- **Information**:
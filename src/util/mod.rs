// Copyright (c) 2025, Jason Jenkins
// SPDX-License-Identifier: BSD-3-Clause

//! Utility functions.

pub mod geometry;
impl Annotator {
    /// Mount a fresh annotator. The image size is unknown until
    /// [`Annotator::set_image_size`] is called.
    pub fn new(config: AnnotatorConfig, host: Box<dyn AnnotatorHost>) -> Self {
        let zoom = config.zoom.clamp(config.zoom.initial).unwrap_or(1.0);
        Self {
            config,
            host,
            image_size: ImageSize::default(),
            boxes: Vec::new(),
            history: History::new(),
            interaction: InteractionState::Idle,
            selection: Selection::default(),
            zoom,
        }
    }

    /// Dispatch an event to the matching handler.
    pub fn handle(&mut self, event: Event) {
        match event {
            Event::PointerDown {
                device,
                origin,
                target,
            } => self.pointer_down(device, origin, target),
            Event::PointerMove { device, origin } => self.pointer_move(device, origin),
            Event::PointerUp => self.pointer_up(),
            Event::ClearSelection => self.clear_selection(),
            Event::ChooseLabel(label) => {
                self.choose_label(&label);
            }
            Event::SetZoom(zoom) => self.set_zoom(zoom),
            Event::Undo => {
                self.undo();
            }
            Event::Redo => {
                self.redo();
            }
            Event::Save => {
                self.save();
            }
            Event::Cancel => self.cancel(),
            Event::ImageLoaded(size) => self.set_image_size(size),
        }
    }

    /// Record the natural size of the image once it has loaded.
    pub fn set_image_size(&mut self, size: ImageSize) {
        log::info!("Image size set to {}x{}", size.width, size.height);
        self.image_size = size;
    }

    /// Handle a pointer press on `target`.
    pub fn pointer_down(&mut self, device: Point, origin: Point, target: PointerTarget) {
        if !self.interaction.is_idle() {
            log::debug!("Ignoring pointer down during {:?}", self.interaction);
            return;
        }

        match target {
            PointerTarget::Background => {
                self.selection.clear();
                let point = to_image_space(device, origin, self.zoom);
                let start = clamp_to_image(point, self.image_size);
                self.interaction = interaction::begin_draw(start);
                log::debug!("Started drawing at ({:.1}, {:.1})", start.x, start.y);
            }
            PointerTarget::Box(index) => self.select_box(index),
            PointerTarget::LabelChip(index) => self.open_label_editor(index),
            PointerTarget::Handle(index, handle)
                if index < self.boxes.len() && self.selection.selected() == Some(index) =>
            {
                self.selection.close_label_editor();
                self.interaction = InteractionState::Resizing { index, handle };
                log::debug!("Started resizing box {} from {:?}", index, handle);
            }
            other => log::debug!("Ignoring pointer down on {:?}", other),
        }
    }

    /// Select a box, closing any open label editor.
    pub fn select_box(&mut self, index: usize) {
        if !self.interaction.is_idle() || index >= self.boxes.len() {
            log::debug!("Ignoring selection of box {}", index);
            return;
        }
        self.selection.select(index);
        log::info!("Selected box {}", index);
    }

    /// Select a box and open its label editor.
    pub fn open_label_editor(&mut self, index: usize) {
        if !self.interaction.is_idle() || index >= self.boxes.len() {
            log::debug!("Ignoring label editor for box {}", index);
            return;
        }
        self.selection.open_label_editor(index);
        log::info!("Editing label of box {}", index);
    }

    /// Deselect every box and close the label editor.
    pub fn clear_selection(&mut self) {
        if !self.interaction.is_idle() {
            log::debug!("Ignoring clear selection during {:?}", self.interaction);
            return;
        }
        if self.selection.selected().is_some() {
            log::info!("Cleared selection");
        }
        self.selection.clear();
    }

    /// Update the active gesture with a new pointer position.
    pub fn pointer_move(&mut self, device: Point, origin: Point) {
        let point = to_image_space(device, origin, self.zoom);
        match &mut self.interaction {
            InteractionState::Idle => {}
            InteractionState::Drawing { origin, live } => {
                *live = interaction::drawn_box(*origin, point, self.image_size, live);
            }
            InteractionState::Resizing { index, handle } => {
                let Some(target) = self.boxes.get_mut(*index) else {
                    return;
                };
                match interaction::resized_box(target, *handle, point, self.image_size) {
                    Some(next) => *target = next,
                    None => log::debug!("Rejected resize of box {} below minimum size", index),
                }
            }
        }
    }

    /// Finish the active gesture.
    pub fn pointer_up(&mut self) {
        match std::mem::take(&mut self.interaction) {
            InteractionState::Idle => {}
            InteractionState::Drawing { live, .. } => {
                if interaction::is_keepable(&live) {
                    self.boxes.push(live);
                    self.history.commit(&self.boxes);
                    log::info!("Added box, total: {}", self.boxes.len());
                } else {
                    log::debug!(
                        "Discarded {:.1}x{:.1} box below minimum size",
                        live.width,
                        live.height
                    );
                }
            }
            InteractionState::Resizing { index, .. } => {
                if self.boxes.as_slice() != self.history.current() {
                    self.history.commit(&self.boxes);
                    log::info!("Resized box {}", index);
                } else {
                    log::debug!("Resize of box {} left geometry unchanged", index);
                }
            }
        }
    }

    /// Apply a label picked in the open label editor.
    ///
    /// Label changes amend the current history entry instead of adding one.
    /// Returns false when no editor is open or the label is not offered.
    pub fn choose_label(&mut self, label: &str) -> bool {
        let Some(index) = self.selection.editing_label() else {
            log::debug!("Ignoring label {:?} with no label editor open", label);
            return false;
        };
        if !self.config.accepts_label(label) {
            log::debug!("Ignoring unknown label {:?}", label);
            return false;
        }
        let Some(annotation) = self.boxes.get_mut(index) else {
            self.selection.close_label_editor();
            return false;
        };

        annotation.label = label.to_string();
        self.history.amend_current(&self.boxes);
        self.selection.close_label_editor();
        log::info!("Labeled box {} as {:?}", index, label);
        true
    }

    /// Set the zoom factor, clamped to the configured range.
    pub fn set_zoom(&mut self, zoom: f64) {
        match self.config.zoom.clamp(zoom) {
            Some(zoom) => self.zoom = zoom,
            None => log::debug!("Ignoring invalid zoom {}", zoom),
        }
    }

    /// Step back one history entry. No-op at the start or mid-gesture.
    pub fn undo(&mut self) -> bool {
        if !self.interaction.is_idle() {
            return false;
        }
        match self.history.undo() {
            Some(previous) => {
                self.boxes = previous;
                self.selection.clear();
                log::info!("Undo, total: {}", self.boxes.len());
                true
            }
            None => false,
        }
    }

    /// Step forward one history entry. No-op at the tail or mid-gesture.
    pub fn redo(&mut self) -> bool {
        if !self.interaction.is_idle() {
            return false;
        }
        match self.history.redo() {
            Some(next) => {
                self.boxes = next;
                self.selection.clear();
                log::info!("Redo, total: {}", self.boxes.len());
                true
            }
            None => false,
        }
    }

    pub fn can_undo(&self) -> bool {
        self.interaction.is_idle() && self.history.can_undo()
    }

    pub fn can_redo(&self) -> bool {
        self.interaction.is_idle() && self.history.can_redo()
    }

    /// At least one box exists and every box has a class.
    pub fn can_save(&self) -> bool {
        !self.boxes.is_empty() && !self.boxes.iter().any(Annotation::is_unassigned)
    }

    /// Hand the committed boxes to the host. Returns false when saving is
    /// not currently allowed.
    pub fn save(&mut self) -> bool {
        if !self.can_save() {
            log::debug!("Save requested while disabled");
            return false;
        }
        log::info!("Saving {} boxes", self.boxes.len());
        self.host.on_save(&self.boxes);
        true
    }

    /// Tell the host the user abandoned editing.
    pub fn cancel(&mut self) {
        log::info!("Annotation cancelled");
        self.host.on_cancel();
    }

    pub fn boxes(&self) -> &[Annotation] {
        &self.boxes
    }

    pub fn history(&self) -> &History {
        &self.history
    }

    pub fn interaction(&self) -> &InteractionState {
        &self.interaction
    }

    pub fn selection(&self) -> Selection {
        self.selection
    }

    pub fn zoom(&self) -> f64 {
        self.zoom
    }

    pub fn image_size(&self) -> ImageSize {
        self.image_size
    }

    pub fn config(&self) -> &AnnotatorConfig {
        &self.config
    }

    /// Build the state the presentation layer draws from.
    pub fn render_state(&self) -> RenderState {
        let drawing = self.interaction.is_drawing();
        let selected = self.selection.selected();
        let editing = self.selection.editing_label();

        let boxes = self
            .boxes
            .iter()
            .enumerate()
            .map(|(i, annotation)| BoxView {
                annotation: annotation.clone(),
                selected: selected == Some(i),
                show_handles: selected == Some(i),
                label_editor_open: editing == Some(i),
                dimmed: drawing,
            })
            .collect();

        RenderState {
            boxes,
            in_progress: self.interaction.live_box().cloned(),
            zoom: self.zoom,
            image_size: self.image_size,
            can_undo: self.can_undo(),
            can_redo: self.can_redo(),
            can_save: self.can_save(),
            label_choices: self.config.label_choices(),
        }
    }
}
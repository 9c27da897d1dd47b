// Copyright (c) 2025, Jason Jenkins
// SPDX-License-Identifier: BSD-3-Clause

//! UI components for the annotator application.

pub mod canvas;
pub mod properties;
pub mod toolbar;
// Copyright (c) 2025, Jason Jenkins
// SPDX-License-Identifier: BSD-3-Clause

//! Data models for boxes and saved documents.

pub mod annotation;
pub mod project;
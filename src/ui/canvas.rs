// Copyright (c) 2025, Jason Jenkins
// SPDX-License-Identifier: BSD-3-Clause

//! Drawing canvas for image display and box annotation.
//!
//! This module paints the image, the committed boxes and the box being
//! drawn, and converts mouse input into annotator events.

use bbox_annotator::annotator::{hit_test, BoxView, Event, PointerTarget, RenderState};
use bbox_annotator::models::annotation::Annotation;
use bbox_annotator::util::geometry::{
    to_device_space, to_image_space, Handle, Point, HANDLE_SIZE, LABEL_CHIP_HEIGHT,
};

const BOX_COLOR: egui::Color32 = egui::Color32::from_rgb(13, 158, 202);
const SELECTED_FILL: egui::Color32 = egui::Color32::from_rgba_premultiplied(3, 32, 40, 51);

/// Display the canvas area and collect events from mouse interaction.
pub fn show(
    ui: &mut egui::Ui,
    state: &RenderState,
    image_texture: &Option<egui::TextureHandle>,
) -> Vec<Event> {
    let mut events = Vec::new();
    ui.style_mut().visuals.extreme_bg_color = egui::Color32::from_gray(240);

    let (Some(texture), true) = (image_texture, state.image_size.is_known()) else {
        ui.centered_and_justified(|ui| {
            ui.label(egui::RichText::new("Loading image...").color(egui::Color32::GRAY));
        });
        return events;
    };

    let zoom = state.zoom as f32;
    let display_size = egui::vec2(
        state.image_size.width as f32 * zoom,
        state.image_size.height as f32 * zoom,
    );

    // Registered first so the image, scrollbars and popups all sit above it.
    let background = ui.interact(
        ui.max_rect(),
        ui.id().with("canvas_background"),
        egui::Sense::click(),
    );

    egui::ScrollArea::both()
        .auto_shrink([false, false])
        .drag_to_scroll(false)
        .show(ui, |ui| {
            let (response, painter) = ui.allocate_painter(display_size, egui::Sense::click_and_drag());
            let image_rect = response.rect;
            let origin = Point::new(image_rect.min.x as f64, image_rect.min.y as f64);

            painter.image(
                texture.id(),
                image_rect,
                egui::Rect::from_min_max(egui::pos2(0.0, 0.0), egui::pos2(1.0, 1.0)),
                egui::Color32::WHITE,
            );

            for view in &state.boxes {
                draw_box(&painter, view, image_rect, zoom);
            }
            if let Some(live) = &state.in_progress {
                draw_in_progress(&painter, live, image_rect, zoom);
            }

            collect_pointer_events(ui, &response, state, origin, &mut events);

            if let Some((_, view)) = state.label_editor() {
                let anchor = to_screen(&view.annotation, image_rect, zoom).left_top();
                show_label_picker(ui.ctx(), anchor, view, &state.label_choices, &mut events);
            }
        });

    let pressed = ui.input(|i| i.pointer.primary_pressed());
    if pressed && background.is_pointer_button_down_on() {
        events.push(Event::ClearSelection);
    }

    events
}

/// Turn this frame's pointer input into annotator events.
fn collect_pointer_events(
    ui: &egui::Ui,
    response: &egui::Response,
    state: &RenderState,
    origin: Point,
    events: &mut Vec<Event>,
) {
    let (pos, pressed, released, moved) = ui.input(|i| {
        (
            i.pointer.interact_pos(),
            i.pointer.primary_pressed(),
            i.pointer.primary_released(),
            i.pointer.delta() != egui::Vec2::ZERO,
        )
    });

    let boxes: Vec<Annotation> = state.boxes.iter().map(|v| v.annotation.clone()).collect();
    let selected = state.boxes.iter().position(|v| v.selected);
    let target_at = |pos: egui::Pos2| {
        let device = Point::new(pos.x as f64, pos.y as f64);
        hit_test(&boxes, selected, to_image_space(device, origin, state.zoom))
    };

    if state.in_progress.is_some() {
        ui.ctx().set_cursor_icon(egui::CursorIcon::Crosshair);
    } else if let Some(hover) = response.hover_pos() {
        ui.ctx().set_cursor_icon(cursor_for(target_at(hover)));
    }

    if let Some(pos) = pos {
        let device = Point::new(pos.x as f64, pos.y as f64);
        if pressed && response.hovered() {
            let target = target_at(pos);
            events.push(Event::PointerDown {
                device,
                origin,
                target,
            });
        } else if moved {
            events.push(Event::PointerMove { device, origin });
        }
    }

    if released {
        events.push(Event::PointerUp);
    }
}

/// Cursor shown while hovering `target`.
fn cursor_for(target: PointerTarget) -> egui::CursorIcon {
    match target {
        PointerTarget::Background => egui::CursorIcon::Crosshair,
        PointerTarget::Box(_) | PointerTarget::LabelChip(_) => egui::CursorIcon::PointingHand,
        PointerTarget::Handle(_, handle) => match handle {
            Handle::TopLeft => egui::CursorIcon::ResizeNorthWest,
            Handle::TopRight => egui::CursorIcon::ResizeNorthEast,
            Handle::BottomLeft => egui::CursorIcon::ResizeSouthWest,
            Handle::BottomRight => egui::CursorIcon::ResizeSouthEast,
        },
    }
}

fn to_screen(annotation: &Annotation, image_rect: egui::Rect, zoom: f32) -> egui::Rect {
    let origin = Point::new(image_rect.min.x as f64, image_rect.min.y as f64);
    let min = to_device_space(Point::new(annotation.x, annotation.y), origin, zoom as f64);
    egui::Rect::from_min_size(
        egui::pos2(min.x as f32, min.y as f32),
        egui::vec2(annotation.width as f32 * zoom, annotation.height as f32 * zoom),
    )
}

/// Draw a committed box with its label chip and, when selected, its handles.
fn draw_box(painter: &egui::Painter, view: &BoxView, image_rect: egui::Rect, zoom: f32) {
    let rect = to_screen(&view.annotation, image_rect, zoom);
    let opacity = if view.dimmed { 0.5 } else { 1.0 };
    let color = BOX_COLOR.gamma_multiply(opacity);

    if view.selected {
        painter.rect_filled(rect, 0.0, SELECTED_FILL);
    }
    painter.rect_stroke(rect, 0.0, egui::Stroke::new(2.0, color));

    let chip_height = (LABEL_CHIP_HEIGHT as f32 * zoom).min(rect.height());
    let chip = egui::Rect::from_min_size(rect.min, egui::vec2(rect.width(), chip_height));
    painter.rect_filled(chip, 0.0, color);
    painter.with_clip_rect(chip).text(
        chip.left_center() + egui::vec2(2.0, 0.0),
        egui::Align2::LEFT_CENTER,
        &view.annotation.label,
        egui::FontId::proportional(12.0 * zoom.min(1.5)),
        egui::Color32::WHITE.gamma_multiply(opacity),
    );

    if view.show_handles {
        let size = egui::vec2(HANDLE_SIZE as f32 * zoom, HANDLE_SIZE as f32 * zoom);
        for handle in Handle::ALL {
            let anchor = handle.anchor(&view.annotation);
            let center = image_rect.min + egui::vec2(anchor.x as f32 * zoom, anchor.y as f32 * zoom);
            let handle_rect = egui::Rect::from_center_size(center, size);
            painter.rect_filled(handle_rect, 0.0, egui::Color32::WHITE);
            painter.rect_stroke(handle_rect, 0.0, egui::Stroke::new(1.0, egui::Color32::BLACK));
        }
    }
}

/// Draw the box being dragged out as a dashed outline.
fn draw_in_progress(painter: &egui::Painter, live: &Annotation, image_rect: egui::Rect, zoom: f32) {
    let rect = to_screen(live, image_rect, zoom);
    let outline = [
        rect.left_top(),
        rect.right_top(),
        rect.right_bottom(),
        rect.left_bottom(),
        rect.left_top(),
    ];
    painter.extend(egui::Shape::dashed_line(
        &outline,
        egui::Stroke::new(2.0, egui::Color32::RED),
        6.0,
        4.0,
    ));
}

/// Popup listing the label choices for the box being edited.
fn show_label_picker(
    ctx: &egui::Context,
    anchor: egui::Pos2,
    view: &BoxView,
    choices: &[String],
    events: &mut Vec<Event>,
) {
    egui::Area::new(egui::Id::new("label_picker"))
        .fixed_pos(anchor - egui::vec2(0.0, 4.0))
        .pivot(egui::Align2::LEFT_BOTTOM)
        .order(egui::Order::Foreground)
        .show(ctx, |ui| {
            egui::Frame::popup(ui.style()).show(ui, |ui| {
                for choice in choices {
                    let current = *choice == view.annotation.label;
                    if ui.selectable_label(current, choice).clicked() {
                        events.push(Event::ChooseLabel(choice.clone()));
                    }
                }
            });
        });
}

- **Task to carry out**: Reprint the data above from the opening line to the line holding "self.undo();", inclusive, and nothing else.

- **Response to this exercise**:
filename src/util/mod.rs
// Copyright (c) 2025, Jason Jenkins
// SPDX-License-Identifier: BSD-3-Clause

//! Utility functions.

pub mod geometry;
impl Annotator {
    /// Mount a fresh annotator. The image size is unknown until
    /// [`Annotator::set_image_size`] is called.
    pub fn new(config: AnnotatorConfig, host: Box<dyn AnnotatorHost>) -> Self {
        let zoom = config.zoom.clamp(config.zoom.initial).unwrap_or(1.0);
        Self {
            config,
            host,
            image_size: ImageSize::default(),
            boxes: Vec::new(),
            history: History::new(),
            interaction: InteractionState::Idle,
            selection: Selection::default(),
            zoom,
        }
    }

    /// Dispatch an event to the matching handler.
    pub fn handle(&mut self, event: Event) {
        match event {
            Event::PointerDown {
                device,
                origin,
                target,
            } => self.pointer_down(device, origin, target),
            Event::PointerMove { device, origin } => self.pointer_move(device, origin),
            Event::PointerUp => self.pointer_up(),
            Event::ClearSelection => self.clear_selection(),
            Event::ChooseLabel(label) => {
                self.choose_label(&label);
            }
            Event::SetZoom(zoom) => self.set_zoom(zoom),
            Event::Undo => {
                self.undo();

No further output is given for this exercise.